Still, Vincent Elander would be difficult to talk to. There remained the whole question as to when and how to approach him. And there remained, too, (although this she did not say) the way that Vincent Elander looked in his baseball uniform, and the way that he had met her gaze from under the brim of his baseball hat. And there was the way, too, that she had heard him cry out from the altar at the front of the church only a few weeks before that. All of this informed her intimidation. All of it made Vincent Elander, of all people, particularly difficult to approach.

Now Maddie shifted her weight, making to stand up from the sofa where she had been resting yet again, and felt only the slightest twinge at the incision site. Swinging her legs gently to the floor, she sat, hands on knees, and contemplated getting to her feet.

Frank would laugh with her at this narration, at what had been adolescent insecurity laced with puppy love. Naming it with Frank would put it in its place.

Except that she wasn’t sure they would agree on it. The insecurity, yes; the infatuation, sure. But what of the healing? From their long dormant conversations about those miracles, Maddie guessed that Frank still might wish to talk with Vincent if he could.

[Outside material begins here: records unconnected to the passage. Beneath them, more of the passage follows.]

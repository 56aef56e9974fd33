//! Valores de parámetros y su etiqueta de origen.
//!
//! `Setting` sustituye al flag `wasSet`: un valor es `Default` hasta que el
//! usuario lo fija o el workflow lo fuerza con `force_pass_along`, y sólo los
//! `Explicit` sobreviven a una compilación `explicit_only`.

use std::fmt;
use std::str::FromStr;

use serde::{Deserialize, Serialize};

/// Tipo semántico de un parámetro.
#[derive(Debug, Clone, Copy, PartialEq, Eq, Serialize, Deserialize)]
pub enum ParamKind {
    Bool,
    Int,
    Float,
    Str,
    MultiInt,
    MultiFloat,
}

impl ParamKind {
    pub fn as_str(&self) -> &'static str {
        match self {
            ParamKind::Bool => "bool",
            ParamKind::Int => "int",
            ParamKind::Float => "float",
            ParamKind::Str => "string",
            ParamKind::MultiInt => "multi-int",
            ParamKind::MultiFloat => "multi-float",
        }
    }
}

/// Par de valores (aminoácidos, nucleótidos) para parámetros que dependen del alfabeto.
///
/// Se escribe `aa:X,nucl:Y`. Un valor simple `X` fija ambos.
#[derive(Debug, Clone, Copy, PartialEq, Serialize, Deserialize)]
pub struct MultiParam<T> {
    pub aminoacids: T,
    pub nucleotides: T,
}

impl<T: Copy> MultiParam<T> {
    pub fn new(aminoacids: T, nucleotides: T) -> Self {
        Self { aminoacids, nucleotides }
    }

    pub fn both(value: T) -> Self {
        Self { aminoacids: value, nucleotides: value }
    }
}

impl<T: fmt::Display> fmt::Display for MultiParam<T> {
    fn fmt(&self, f: &mut fmt::Formatter<'_>) -> fmt::Result {
        write!(f, "aa:{},nucl:{}", self.aminoacids, self.nucleotides)
    }
}

impl<T: FromStr + Copy> FromStr for MultiParam<T> {
    type Err = ();

    fn from_str(s: &str) -> Result<Self, Self::Err> {
        if !s.contains(':') {
            return s.parse::<T>().map(Self::both).map_err(|_| ());
        }
        let mut aa = None;
        let mut nucl = None;
        for part in s.split(',') {
            let (tag, raw) = part.split_once(':').ok_or(())?;
            let v = raw.parse::<T>().map_err(|_| ())?;
            match tag {
                "aa" => aa = Some(v),
                "nucl" => nucl = Some(v),
                _ => return Err(()),
            }
        }
        match (aa, nucl) {
            (Some(a), Some(n)) => Ok(Self::new(a, n)),
            (Some(v), None) | (None, Some(v)) => Ok(Self::both(v)),
            (None, None) => Err(()),
        }
    }
}

/// Valor tipado de un parámetro.
#[derive(Debug, Clone, PartialEq, Serialize, Deserialize)]
pub enum ParamValue {
    Bool(bool),
    Int(i64),
    Float(f64),
    Str(String),
    MultiInt(MultiParam<i64>),
    MultiFloat(MultiParam<f64>),
}

impl ParamValue {
    pub fn kind(&self) -> ParamKind {
        match self {
            ParamValue::Bool(_) => ParamKind::Bool,
            ParamValue::Int(_) => ParamKind::Int,
            ParamValue::Float(_) => ParamKind::Float,
            ParamValue::Str(_) => ParamKind::Str,
            ParamValue::MultiInt(_) => ParamKind::MultiInt,
            ParamValue::MultiFloat(_) => ParamKind::MultiFloat,
        }
    }

    /// Interpreta `raw` según `kind`. Devuelve `None` si no es convertible;
    /// el llamador decide qué error reportar.
    pub fn parse(kind: ParamKind, raw: &str) -> Option<Self> {
        match kind {
            ParamKind::Bool => match raw {
                "1" | "true" => Some(ParamValue::Bool(true)),
                "0" | "false" => Some(ParamValue::Bool(false)),
                _ => None,
            },
            ParamKind::Int => raw.parse().ok().map(ParamValue::Int),
            ParamKind::Float => raw.parse().ok().map(ParamValue::Float),
            ParamKind::Str => Some(ParamValue::Str(raw.to_string())),
            ParamKind::MultiInt => raw.parse().ok().map(ParamValue::MultiInt),
            ParamKind::MultiFloat => raw.parse().ok().map(ParamValue::MultiFloat),
        }
    }

    pub fn as_bool(&self) -> Option<bool> {
        match self {
            ParamValue::Bool(b) => Some(*b),
            _ => None,
        }
    }

    pub fn as_int(&self) -> Option<i64> {
        match self {
            ParamValue::Int(v) => Some(*v),
            _ => None,
        }
    }

    pub fn as_str(&self) -> Option<&str> {
        match self {
            ParamValue::Str(s) => Some(s),
            _ => None,
        }
    }
}

/// Forma textual usada en la línea de argumentos (bools como `1`/`0`).
impl fmt::Display for ParamValue {
    fn fmt(&self, f: &mut fmt::Formatter<'_>) -> fmt::Result {
        match self {
            ParamValue::Bool(b) => f.write_str(if *b { "1" } else { "0" }),
            ParamValue::Int(v) => write!(f, "{v}"),
            ParamValue::Float(v) => write!(f, "{v}"),
            ParamValue::Str(s) => f.write_str(s),
            ParamValue::MultiInt(m) => write!(f, "{m}"),
            ParamValue::MultiFloat(m) => write!(f, "{m}"),
        }
    }
}

/// Origen de un valor: default del registro/workflow o fijado explícitamente.
#[derive(Debug, Clone, PartialEq, Serialize, Deserialize)]
pub enum Setting {
    Default(ParamValue),
    Explicit(ParamValue),
}

impl Setting {
    pub fn value(&self) -> &ParamValue {
        match self {
            Setting::Default(v) | Setting::Explicit(v) => v,
        }
    }

    pub fn is_explicit(&self) -> bool {
        matches!(self, Setting::Explicit(_))
    }

    /// Marca el valor actual como explícito sin cambiarlo.
    pub fn into_explicit(self) -> Setting {
        match self {
            Setting::Default(v) | Setting::Explicit(v) => Setting::Explicit(v),
        }
    }
}
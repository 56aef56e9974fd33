//! Configuración de ejecución desde variables de entorno (.env opcional).
//!
//! Sólo cubre lo que no es un parámetro de línea de comandos: dónde buscar
//! los scripts de pipeline, con qué intérprete lanzarlos y la granularidad
//! del job de reducción.

use std::env;
use std::path::PathBuf;

use dotenvy::dotenv;
use once_cell::sync::Lazy;

use crate::constants::DEFAULT_BATCH_SIZE;

// Carga perezosa del archivo .env una sola vez.
static DOTENV_LOADED: Lazy<()> = Lazy::new(|| {
    let _ = dotenv(); // ignora error si no existe .env
});

pub const DEFAULT_SHELL: &str = "/bin/sh";

#[derive(Debug, Clone, PartialEq, Eq)]
pub struct RuntimeConfig {
    /// Directorio con scripts de pipeline (sobre-escribe los embebidos).
    pub script_dir: Option<PathBuf>,
    /// Intérprete del script materializado; `None` lo ejecuta directamente.
    pub shell: Option<PathBuf>,
    /// Registros reclamados por worker en cada vuelta.
    pub batch_size: usize,
}

impl Default for RuntimeConfig {
    fn default() -> Self {
        Self { script_dir: None,
               shell: Some(PathBuf::from(DEFAULT_SHELL)),
               batch_size: DEFAULT_BATCH_SIZE }
    }
}

impl RuntimeConfig {
    pub fn from_env() -> Self {
        // asegura que .env se haya cargado
        Lazy::force(&DOTENV_LOADED);
        Self::from_lookup(|k| env::var(k).ok())
    }

    /// Igual que `from_env` pero con una fuente de variables arbitraria.
    pub fn from_lookup<F>(lookup: F) -> Self
        where F: Fn(&str) -> Option<String>
    {
        let script_dir = lookup("ASMFLOW_SCRIPT_DIR").filter(|v| !v.is_empty()).map(PathBuf::from);
        let shell = match lookup("ASMFLOW_SHELL") {
            Some(v) if v.is_empty() => None,
            Some(v) => Some(PathBuf::from(v)),
            None => Some(PathBuf::from(DEFAULT_SHELL)),
        };
        let batch_size = lookup("ASMFLOW_BATCH_SIZE").and_then(|v| v.parse().ok())
                                                     .filter(|n: &usize| *n > 0)
                                                     .unwrap_or(DEFAULT_BATCH_SIZE);
        Self { script_dir, shell, batch_size }
    }
}

/// Forzar carga temprana de .env desde aplicaciones externas si se desea.
pub fn init_dotenv() {
    Lazy::force(&DOTENV_LOADED);
}
//! Scripts de pipeline como recursos con nombre y versión.
//!
//! El contenido es opaco para el driver: se escribe al workspace tal cual y
//! las variables se entregan por entorno, nunca por sustitución de texto.

use std::borrow::Cow;
use std::fs;
use std::path::{Path, PathBuf};

use asm_core::RuntimeConfig;
use log::debug;

use crate::error::ScriptError;

pub const EASY_HYBRID_ASSEMBLER_SCRIPT: &str = "easyhybridassembler.sh";

#[derive(Debug, Clone, PartialEq, Eq)]
pub struct PipelineScript {
    pub name: String,
    pub version: String,
    pub body: Cow<'static, str>,
}

pub trait ScriptSource {
    fn load(&self, name: &str) -> Result<PipelineScript, ScriptError>;
}

/// Scripts incluidos en el binario al compilar.
#[derive(Debug, Clone, Copy, Default)]
pub struct EmbeddedScripts;

const EMBEDDED: &[(&str, &str)] = &[(EASY_HYBRID_ASSEMBLER_SCRIPT, include_str!("../scripts/easyhybridassembler.sh"))];

impl ScriptSource for EmbeddedScripts {
    fn load(&self, name: &str) -> Result<PipelineScript, ScriptError> {
        let (_, body) = EMBEDDED.iter()
                                .find(|(n, _)| *n == name)
                                .ok_or_else(|| ScriptError::Unknown(name.to_string()))?;
        Ok(PipelineScript { name: name.to_string(),
                            version: env!("CARGO_PKG_VERSION").to_string(),
                            body: Cow::Borrowed(*body) })
    }
}

/// Scripts leídos de un directorio configurado al desplegar.
#[derive(Debug, Clone)]
pub struct ScriptDirectory {
    dir: PathBuf,
}

impl ScriptDirectory {
    pub fn new(dir: impl Into<PathBuf>) -> Self {
        Self { dir: dir.into() }
    }

    pub fn dir(&self) -> &Path {
        &self.dir
    }
}

impl ScriptSource for ScriptDirectory {
    fn load(&self, name: &str) -> Result<PipelineScript, ScriptError> {
        let path = self.dir.join(name);
        let body = fs::read_to_string(&path).map_err(|source| ScriptError::Read { path: path.clone(), source })?;
        debug!("loaded pipeline script {}", path.display());
        Ok(PipelineScript { name: name.to_string(),
                            version: format!("file:{}", path.display()),
                            body: Cow::Owned(body) })
    }
}

/// Directorio configurado si existe; si no, los scripts embebidos.
pub fn script_source(config: &RuntimeConfig) -> Box<dyn ScriptSource> {
    match &config.script_dir {
        Some(dir) => Box::new(ScriptDirectory::new(dir.clone())),
        None => Box::new(EmbeddedScripts),
    }
}
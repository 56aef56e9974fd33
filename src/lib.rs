//! asmflow Rust Library
//!
//! Fachada del workspace:
//! - `asm_core`: parámetros, compilación por etapa, cache de workspaces.
//! - `asm_store`: stores clave-valor (memoria y disco).
//! - `asm_reduce`: job `summarize`.
//! - `asm_workflow`: lanzador y workflow `easy-hybrid-assemble`.
//!
//! El binario `asmflow` vive en `crates/asm-cli`.

pub use asm_core;
pub use asm_reduce;
pub use asm_store;
pub use asm_workflow;
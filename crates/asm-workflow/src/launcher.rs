//! Escritura del script al workspace y ejecución como proceso hijo.
//!
//! Las cadenas de parámetros compiladas viajan siempre por variables de
//! entorno; la línea de argumentos del hijo sólo lleva los ficheros de
//! lectura.

use std::fs;
use std::path::{Path, PathBuf};
use std::process::Command;

use indexmap::IndexMap;
use log::{debug, info};

use crate::error::LaunchError;
use crate::scripts::PipelineScript;

/// Variables para el entorno del hijo. `None` elimina la variable aunque
/// el proceso padre la tenga definida.
#[derive(Debug, Clone, Default, PartialEq, Eq)]
pub struct ExecutionEnv {
    vars: IndexMap<String, Option<String>>,
}

impl ExecutionEnv {
    pub fn new() -> Self {
        Self::default()
    }

    pub fn set(&mut self, name: &str, value: impl Into<String>) -> &mut Self {
        self.vars.insert(name.to_string(), Some(value.into()));
        self
    }

    pub fn unset(&mut self, name: &str) -> &mut Self {
        self.vars.insert(name.to_string(), None);
        self
    }

    pub fn set_opt(&mut self, name: &str, value: Option<impl Into<String>>) -> &mut Self {
        match value {
            Some(v) => self.set(name, v),
            None => self.unset(name),
        }
    }

    /// `Some(None)` si la variable se eliminará, `None` si no se toca.
    pub fn get(&self, name: &str) -> Option<Option<&str>> {
        self.vars.get(name).map(|v| v.as_deref())
    }

    pub fn iter(&self) -> impl Iterator<Item = (&str, Option<&str>)> {
        self.vars.iter().map(|(k, v)| (k.as_str(), v.as_deref()))
    }

    fn apply(&self, cmd: &mut Command) {
        for (name, value) in &self.vars {
            match value {
                Some(v) => cmd.env(name, v),
                None => cmd.env_remove(name),
            };
        }
    }
}

/// Escribe el script tal cual en `dir` y lo deja ejecutable. Devuelve la ruta.
pub fn materialize(script: &PipelineScript, dir: &Path) -> Result<PathBuf, LaunchError> {
    let path = dir.join(&script.name);
    let err = |source| LaunchError::Materialize { path: path.clone(), source };
    fs::write(&path, script.body.as_bytes()).map_err(err)?;
    #[cfg(unix)]
    {
        use std::os::unix::fs::PermissionsExt;
        fs::set_permissions(&path, fs::Permissions::from_mode(0o755)).map_err(err)?;
    }
    debug!("materialized {} ({}) at {}", script.name, script.version, path.display());
    Ok(path)
}

/// Ejecuta el script y bloquea hasta que termine. Con `interpreter` el
/// script se pasa como primer argumento del intérprete; sin él se ejecuta
/// directamente. stdin/stdout/stderr se heredan.
pub fn launch<S: AsRef<str>>(script: &Path, args: &[S], env: &ExecutionEnv, interpreter: Option<&Path>) -> Result<(), LaunchError> {
    let mut cmd = match interpreter {
        Some(shell) => {
            let mut c = Command::new(shell);
            c.arg(script);
            c
        }
        None => Command::new(script),
    };
    cmd.args(args.iter().map(|a| a.as_ref()));
    env.apply(&mut cmd);

    info!("launching {} with {} input file(s)", script.display(), args.len());
    let status = cmd.status()
                    .map_err(|source| LaunchError::Spawn { path: script.to_path_buf(), source })?;
    match status.code() {
        Some(0) => Ok(()),
        Some(code) => Err(LaunchError::ChildProcess { code }),
        None => Err(LaunchError::Terminated),
    }
}

#[cfg(test)]
mod tests {
    use super::*;

    #[test]
    fn env_keeps_insertion_order_and_removals() {
        let mut env = ExecutionEnv::new();
        env.set("B", "1").unset("A").set_opt("C", Some("x")).set_opt("D", None::<String>);
        let names: Vec<&str> = env.iter().map(|(k, _)| k).collect();
        assert_eq!(names, vec!["B", "A", "C", "D"]);
        assert_eq!(env.get("A"), Some(None));
        assert_eq!(env.get("C"), Some(Some("x")));
        assert_eq!(env.get("Z"), None);
    }

    #[cfg(unix)]
    #[test]
    fn materialized_script_is_executable() {
        use std::borrow::Cow;
        use std::os::unix::fs::PermissionsExt;

        let tmp = tempfile::tempdir().unwrap();
        let script = PipelineScript { name: "run.sh".into(), version: "t".into(), body: Cow::Borrowed("#!/bin/sh\nexit 0\n") };
        let path = materialize(&script, tmp.path()).unwrap();
        assert_eq!(fs::read_to_string(&path).unwrap(), "#!/bin/sh\nexit 0\n");
        assert_eq!(fs::metadata(&path).unwrap().permissions().mode() & 0o777, 0o755);
    }
}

Frank simply had more faith than Maddie had. She knew this. Or, at the very least, he was more open to possibility. And now, of all times, was not the time to get him thinking that way. Neither one of them needed to be hoping for miracles now.

Hoping for miracles had only gotten Maddie into trouble. If she had been at all to blame, then it was here, when she was talking with Justine and newly convinced that Vincent had healed her. Maddie had believed that she had been part of a miracle, but she had believed lots of things. Once when they were ten, she and Kelly Cox, minds teeming with Nancy Drew novels, tried to discover mysteries to solve in their Pittsburgh suburb. The girls were committed to the notion that Michael Pulaski, the thirty-something across the street who sold used cars and still lived with his parents, was a cat burglar. Which, of course, he wasn’t.

It takes no psychologist to demonstrate that the emotions of teenage girls are powerful things. From an adult’s perspective, Maddie could see this clearly. It was enough to be driven by hormones, to be amazed by Vincent’s demonstrated remorse, to be hit by a car. Any teenage girl in this situation could conjure the notion of miraculous healings, especially at the hands of a boy like Vincent.

Now she liked to imagine that she had asked him, that she had put to him the question Justine had encouraged her to ask—and other questions, too. Why did you touch me, Vincent? Why didn’t you just stay with your friends? Why didn’t you leave me alone? She liked to think that the very next day found her striding up to him in the hallway before their language classes, calling him by name so that he turned to face her, and questioning him without preamble as to why he had knelt next to her in the parking lot, and what exactly he was doing when he’d groped for her injury.

She liked to imagine this, but only much later, and when she did imagine it the dialogue went no further. She was never able to put the right words in his mouth, never able to envision his stunned expression, his frank surprise. Her fantasy ended satisfactorily only in leaving him wordless, while she turned her back on him and strode away again down the hall.